Movement or interest in Spandex, or Telemetry, for other adapters for tracing?

Hello!

This is surprisingly my first topic despite lurking for a very long time.

I find myself wanting to add tracing and some form of Application Performance Monitoring (APM) service. The complication is that we are a healthcare company and subject to regulation (the HIPAA Act) that limits what services we can use. For example NewRelic is not really an option. DataDog is a “maybe” but their pricing is a bit expensive for them to sign the contracts required for the regulation.

We already have a contract with Sentry, and use them for their originally advertised purpose of error monitoring, but they’ve “recently” added general Application Monitoring with tracing support that seems to follow the OpenTelemetry spec. The “official” sentry library for Elixir does not have support for this or the “new” way Sentry collects data, and doesn’t seem to have much movement going on there.

We also use GCP (Google Cloud) and have the contracts needed for them. They have an OpenTelemetry-based product called Cloud Trace (formerly Stackdriver?).

In both cases there aren’t really any Spandex adapters beyond what I’ve seen for DataDog, although it looks like there’s some auto-generated GCP things for Cloud Trace in their elixir-google-api library

Has anyone seen any Spandex adapters for either of these?
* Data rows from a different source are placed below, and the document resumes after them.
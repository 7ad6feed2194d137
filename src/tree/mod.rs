//! Recursive traversal of a tree source
//!
//! - `Walk`: lazy pre-order iterator over a subtree, siblings sorted by name
//! - `TreeNode`: render-time tree assembled from a walk for the `tree` command

mod node;
mod walker;

pub use node::TreeNode;
pub use walker::{Walk, WalkItem};
//! Tree sources: the read-only capability every command works through.
//!
//! A source answers three questions about a slash-separated path: what is it
//! ([`TreeSource::stat`]), what bytes does it hold ([`TreeSource::open`]), and what
//! lives directly below it ([`TreeSource::list`]). Commands never learn whether the
//! tree is a real disk, an archive, or an in-memory map.
//!
//! - `memory` - In-memory tree for tests and embedders
//! - `os` - Directory on the local disk
//! - `resolve` - Turning raw arguments into a source plus normalized paths

mod memory;
mod os;
mod resolve;

use std::fmt;
use std::io::Read;
use std::time::SystemTime;

use crate::error::FsError;

pub use memory::MemoryTree;
pub use os::OsTree;
pub use resolve::{Resolved, RootResolver, SourceResolver, StaticResolver};

/// Read-only access to one hierarchical data source.
///
/// This trait is object-safe; commands receive it as `&dyn TreeSource`.
pub trait TreeSource: Send + Sync {
    /// Metadata for `path`, following links.
    fn stat(&self, path: &str) -> Result<Entry, FsError>;

    /// Open a file for reading.
    fn open(&self, path: &str) -> Result<Box<dyn Read + Send>, FsError>;

    /// Immediate children of a directory, in no particular order.
    ///
    /// Entries describe what the listing saw; a child may still fail a later
    /// [`stat`](Self::stat) (a link whose target is gone, for instance).
    fn list(&self, path: &str) -> Result<Vec<Entry>, FsError>;
}

/// Kind of a tree entry.
#[derive(Debug, Clone, Copy, PartialEq, Eq, Hash)]
pub enum EntryKind {
    File,
    Dir,
    Symlink,
}

/// Entry kind plus unix permission bits.
#[derive(Debug, Clone, Copy, PartialEq, Eq, Hash)]
pub struct Mode {
    pub kind: EntryKind,
    pub perm: u32,
}

impl Mode {
    pub const fn new(kind: EntryKind, perm: u32) -> Self {
        Self {
            kind,
            perm: perm & 0o777,
        }
    }

    pub const fn file(perm: u32) -> Self {
        Self::new(EntryKind::File, perm)
    }

    pub const fn dir(perm: u32) -> Self {
        Self::new(EntryKind::Dir, perm)
    }
}

/// Renders as `drwxr-xr-x` / `-rw-r--r--` / `lrwxrwxrwx`.
impl fmt::Display for Mode {
    fn fmt(&self, f: &mut fmt::Formatter<'_>) -> fmt::Result {
        let kind = match self.kind {
            EntryKind::Dir => 'd',
            EntryKind::Symlink => 'l',
            EntryKind::File => '-',
        };
        let mut out = String::with_capacity(10);
        out.push(kind);
        for (i, c) in "rwxrwxrwx".chars().enumerate() {
            if self.perm & (1 << (8 - i)) != 0 {
                out.push(c);
            } else {
                out.push('-');
            }
        }
        f.write_str(&out)
    }
}

/// Result of a stat or listing: one entry's metadata.
#[derive(Debug, Clone, PartialEq, Eq)]
pub struct Entry {
    /// Bare name, `.` for the root.
    pub name: String,
    pub size: u64,
    pub mode: Mode,
    pub modified: SystemTime,
}

impl Entry {
    pub fn is_dir(&self) -> bool {
        self.mode.kind == EntryKind::Dir
    }
}

/// Sort entries by name, the only order commands print in.
pub fn sort_by_name(entries: &mut [Entry]) {
    entries.sort_by(|a, b| a.name.cmp(&b.name));
}
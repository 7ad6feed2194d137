//! MemoryTree - a tree source held entirely in memory

use std::collections::HashMap;
use std::io::{self, Cursor, Read};
use std::time::SystemTime;

use crate::error::FsError;
use crate::path::{self, ROOT};

use super::{Entry, EntryKind, Mode, TreeSource};

const FILE_PERM: u32 = 0o644;
const DIR_PERM: u32 = 0o755;

#[derive(Debug, Clone)]
enum Node {
    File {
        data: Vec<u8>,
        perm: u32,
        modified: SystemTime,
    },
    Dir {
        perm: u32,
        modified: SystemTime,
    },
    /// Shows up in listings but cannot be stat-ed or opened.
    Dangling,
}

/// Path-keyed in-memory tree.
///
/// Parent directories are created implicitly when a file is inserted, so
/// `MemoryTree::new().with_file("folder/bar", "bar")` holds `folder` and `folder/bar`.
/// Listing order is unspecified, just like a real directory.
#[derive(Debug, Clone)]
pub struct MemoryTree {
    nodes: HashMap<String, Node>,
}

impl MemoryTree {
    pub fn new() -> Self {
        let mut nodes = HashMap::new();
        nodes.insert(
            ROOT.to_string(),
            Node::Dir {
                perm: DIR_PERM,
                modified: SystemTime::UNIX_EPOCH,
            },
        );
        Self { nodes }
    }

    pub fn with_file(mut self, path: &str, data: impl Into<Vec<u8>>) -> Self {
        self.insert_file(path, data, FILE_PERM, SystemTime::UNIX_EPOCH);
        self
    }

    pub fn with_dir(mut self, path: &str) -> Self {
        self.insert_dir(path);
        self
    }

    /// Add an entry that lists like a link but whose target is missing.
    pub fn with_dangling(mut self, path: &str) -> Self {
        self.insert_parents(path);
        self.nodes.insert(path.to_string(), Node::Dangling);
        self
    }

    pub fn insert_file(
        &mut self,
        path: &str,
        data: impl Into<Vec<u8>>,
        perm: u32,
        modified: SystemTime,
    ) {
        self.insert_parents(path);
        self.nodes.insert(
            path.to_string(),
            Node::File {
                data: data.into(),
                perm,
                modified,
            },
        );
    }

    pub fn insert_dir(&mut self, path: &str) {
        self.insert_parents(path);
        self.nodes.entry(path.to_string()).or_insert(Node::Dir {
            perm: DIR_PERM,
            modified: SystemTime::UNIX_EPOCH,
        });
    }

    fn insert_parents(&mut self, path: &str) {
        let mut parent = parent_of(path);
        while let Some(p) = parent {
            self.nodes.entry(p.to_string()).or_insert(Node::Dir {
                perm: DIR_PERM,
                modified: SystemTime::UNIX_EPOCH,
            });
            parent = parent_of(p);
        }
    }

    fn node(&self, path: &str) -> Result<&Node, FsError> {
        self.nodes.get(path).ok_or_else(|| FsError::NotFound {
            path: path.to_string(),
        })
    }

    fn entry(path: &str, node: &Node) -> Entry {
        let name = path::base_name(path).to_string();
        match node {
            Node::File {
                data,
                perm,
                modified,
            } => Entry {
                name,
                size: data.len() as u64,
                mode: Mode::file(*perm),
                modified: *modified,
            },
            Node::Dir { perm, modified } => Entry {
                name,
                size: 0,
                mode: Mode::dir(*perm),
                modified: *modified,
            },
            Node::Dangling => Entry {
                name,
                size: 0,
                mode: Mode::new(EntryKind::Symlink, 0o777),
                modified: SystemTime::UNIX_EPOCH,
            },
        }
    }
}

impl Default for MemoryTree {
    fn default() -> Self {
        Self::new()
    }
}

fn parent_of(path: &str) -> Option<&str> {
    if path == ROOT {
        return None;
    }
    match path.rfind('/') {
        Some(idx) => Some(&path[..idx]),
        None => Some(ROOT),
    }
}

impl TreeSource for MemoryTree {
    fn stat(&self, path: &str) -> Result<Entry, FsError> {
        match self.node(path)? {
            Node::Dangling => Err(FsError::BrokenLink {
                path: path.to_string(),
            }),
            node => Ok(Self::entry(path, node)),
        }
    }

    fn open(&self, path: &str) -> Result<Box<dyn Read + Send>, FsError> {
        match self.node(path)? {
            Node::File { data, .. } => Ok(Box::new(Cursor::new(data.clone()))),
            Node::Dir { .. } => Err(FsError::Io {
                path: path.to_string(),
                source: io::Error::new(io::ErrorKind::IsADirectory, "is a directory"),
            }),
            Node::Dangling => Err(FsError::BrokenLink {
                path: path.to_string(),
            }),
        }
    }

    fn list(&self, path: &str) -> Result<Vec<Entry>, FsError> {
        if !matches!(self.node(path)?, Node::Dir { .. }) {
            return Err(FsError::NotADirectory {
                path: path.to_string(),
            });
        }
        Ok(self
            .nodes
            .iter()
            .filter(|(p, _)| parent_of(p) == Some(path))
            .map(|(p, node)| Self::entry(p, node))
            .collect())
    }
}
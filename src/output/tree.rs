//! Tree formatter for buffered output
//!
//! This module provides `TreeFormatter` which renders a complete `TreeNode`
//! into branch-drawn text, either as a plain string or with colors.

use std::io;
use termcolor::{NoColor, WriteColor};

use crate::tree::TreeNode;

use super::config::OutputConfig;
use super::utils::{connector, continuation_prefix, write_name};

/// Formatter for `tree` output.
pub struct TreeFormatter {
    config: OutputConfig,
}

impl TreeFormatter {
    pub fn new(config: OutputConfig) -> Self {
        Self { config }
    }

    /// Render to a plain string, one line per node, ending in a single newline.
    pub fn format(&self, node: &TreeNode) -> String {
        let mut out = NoColor::new(Vec::new());
        // Writing into a Vec cannot fail
        let _ = self.write(node, &mut out);
        String::from_utf8_lossy(&out.into_inner()).into_owned()
    }

    /// Write the rendered block. The root is labelled as given; trailing
    /// whitespace of the block is dropped before the final newline.
    pub fn write<W: WriteColor + ?Sized>(&self, node: &TreeNode, out: &mut W) -> io::Result<()> {
        let mut lines = Vec::new();
        collect_lines(node, "", true, true, &mut lines);

        let last = lines.len().saturating_sub(1);
        for (i, line) in lines.iter().enumerate() {
            let label = if i == last {
                line.label.trim_end()
            } else {
                line.label
            };
            write!(out, "{}{}", line.prefix, line.connector)?;
            write_name(out, label, line.is_dir, self.config.use_color)?;
            writeln!(out)?;
        }
        Ok(())
    }
}

struct Line<'a> {
    prefix: String,
    connector: &'static str,
    label: &'a str,
    is_dir: bool,
}

fn collect_lines<'a>(
    node: &'a TreeNode,
    prefix: &str,
    is_last: bool,
    is_root: bool,
    lines: &mut Vec<Line<'a>>,
) {
    if is_root {
        // Root node - print without connector
        lines.push(Line {
            prefix: String::new(),
            connector: "",
            label: &node.label,
            is_dir: node.is_dir,
        });
    } else {
        lines.push(Line {
            prefix: prefix.to_string(),
            connector: connector(is_last),
            label: &node.label,
            is_dir: node.is_dir,
        });
    }

    let child_prefix = if is_root {
        String::new()
    } else {
        continuation_prefix(prefix, is_last)
    };

    for (i, child) in node.children.iter().enumerate() {
        let child_is_last = i == node.children.len() - 1;
        collect_lines(child, &child_prefix, child_is_last, false, lines);
    }
}
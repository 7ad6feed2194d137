//! Shared utility functions for output formatting

use std::io;
use termcolor::{Color, ColorSpec, WriteColor};

/// Connector drawn before an entry, depending on whether a sibling follows it.
pub fn connector(is_last: bool) -> &'static str {
    if is_last { "└── " } else { "├── " }
}

/// Prefix for the children of an entry, extending its parent's prefix.
pub fn continuation_prefix(prefix: &str, is_last: bool) -> String {
    if is_last {
        format!("{}    ", prefix)
    } else {
        format!("{}│   ", prefix)
    }
}

/// Write an entry name, bold blue for directories when color is on.
pub fn write_name<W: WriteColor + ?Sized>(
    out: &mut W,
    name: &str,
    is_dir: bool,
    use_color: bool,
) -> io::Result<()> {
    if use_color && is_dir {
        out.set_color(ColorSpec::new().set_fg(Some(Color::Blue)).set_bold(true))?;
        write!(out, "{}", name)?;
        out.reset()?;
    } else {
        write!(out, "{}", name)?;
    }
    Ok(())
}
//! Sample routing-table entry used by the demo.

use serde::{Deserialize, Serialize};

/// One line of a kernel routing table (`route -n`).
///
/// Fields follow protobuf JSON conventions: lower-case names and zero
/// values left out of the stored document.
#[derive(Debug, Clone, PartialEq, Eq, Default, Serialize, Deserialize)]
#[serde(default)]
pub struct Route {
    /// Destination network
    #[serde(skip_serializing_if = "String::is_empty")]
    pub destination: String,
    /// Next hop; `0.0.0.0` for directly connected networks
    #[serde(skip_serializing_if = "String::is_empty")]
    pub gateway: String,
    /// Netmask for the destination
    #[serde(skip_serializing_if = "String::is_empty")]
    pub genmask: String,
    /// Route flags such as `U` or `UG`
    #[serde(skip_serializing_if = "String::is_empty")]
    pub flags: String,
    /// Distance to the target
    #[serde(skip_serializing_if = "is_zero")]
    pub metric: i32,
    /// Number of references to this route
    #[serde(rename = "ref", skip_serializing_if = "is_zero")]
    pub references: i32,
    /// Count of lookups for the route
    #[serde(rename = "use", skip_serializing_if = "is_zero")]
    pub uses: i32,
    /// Interface packets for this route are sent on
    #[serde(skip_serializing_if = "String::is_empty")]
    pub iface: String,
}

#[allow(clippy::trivially_copy_pass_by_ref)]
fn is_zero(value: &i32) -> bool {
    *value == 0
}

impl Route {
    /// The directly connected LAN route inserted by the demo.
    pub fn sample() -> Self {
        Self {
            destination: "192.168.79.0".to_string(),
            gateway: "0.0.0.0".to_string(),
            genmask: "255.255.255.0".to_string(),
            flags: "U".to_string(),
            metric: 100,
            references: 0,
            uses: 0,
            iface: "ens33".to_string(),
        }
    }
}

#[cfg(test)]
mod tests {
    use super::*;
    use routedb_core::bson;

    #[test]
    fn test_sample_route_document_omits_zero_values() {
        let document = bson::to_document(&Route::sample()).unwrap();

        assert_eq!(document.get_str("destination").unwrap(), "192.168.79.0");
        assert_eq!(document.get_str("gateway").unwrap(), "0.0.0.0");
        assert_eq!(document.get_i32("metric").unwrap(), 100);
        assert!(!document.contains_key("ref"));
        assert!(!document.contains_key("use"));
    }

    #[test]
    fn test_route_reads_back_with_reserved_names() {
        let document = bson::doc! {
            "_id": bson::oid::ObjectId::new(),
            "destination": "0.0.0.0",
            "gateway": "192.168.79.2",
            "flags": "UG",
            "ref": 2,
            "use": 7,
            "iface": "ens33",
        };

        let route: Route = bson::from_document(document).unwrap();
        assert_eq!(route.gateway, "192.168.79.2");
        assert_eq!(route.references, 2);
        assert_eq!(route.uses, 7);
        assert_eq!(route.metric, 0);
        assert_eq!(route.genmask, "");
    }
}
Or suggestions for a way to get an APM-like experience? I know about prom_ex since I used to work with akoutmos, but we’re a pretty small team and I’d like to try for a paid service first before spinning up Prometheus and Grafana for this. I’m also not opposed to writing the adapters, it just becomes a harder sell, and I’m not sure yet what Spandex gives you as far as process tracking, and what I’d need to build myself.

Long time no see!

I am currently working on incorporating GrafanaAgent into PromEx which opens the door for leveraging GrafanaCloud for example to host both Grafana and Prometheus. No need to have Prometheus poll metrics over the public internet :). GrafanaAgent pushes the Prometheus metrics via remote_write. Currently using the experimental version at my work with GrafanaCloud and it is working beautifully. Doesn’t immediately address your tracing dilemma…but it’s something hah.

1 Like

Nice :slight_smile: I’m excited that your library is moving along well. I definitely plan to look at implementing it once we get that far in our monitoring needs.

1 Like

Ok, after reading up more, I think I maybe answered my own question:

:telemetry is not built with open-telemetry in mind. It’s just a pub-sub-like setup for emitting events to handlers

Spandex looks like it is roughly close to the open-telemetry spec but is not explicitly built for it, does not consume :telemetry information, and at the moment only has an adapter for DataDog.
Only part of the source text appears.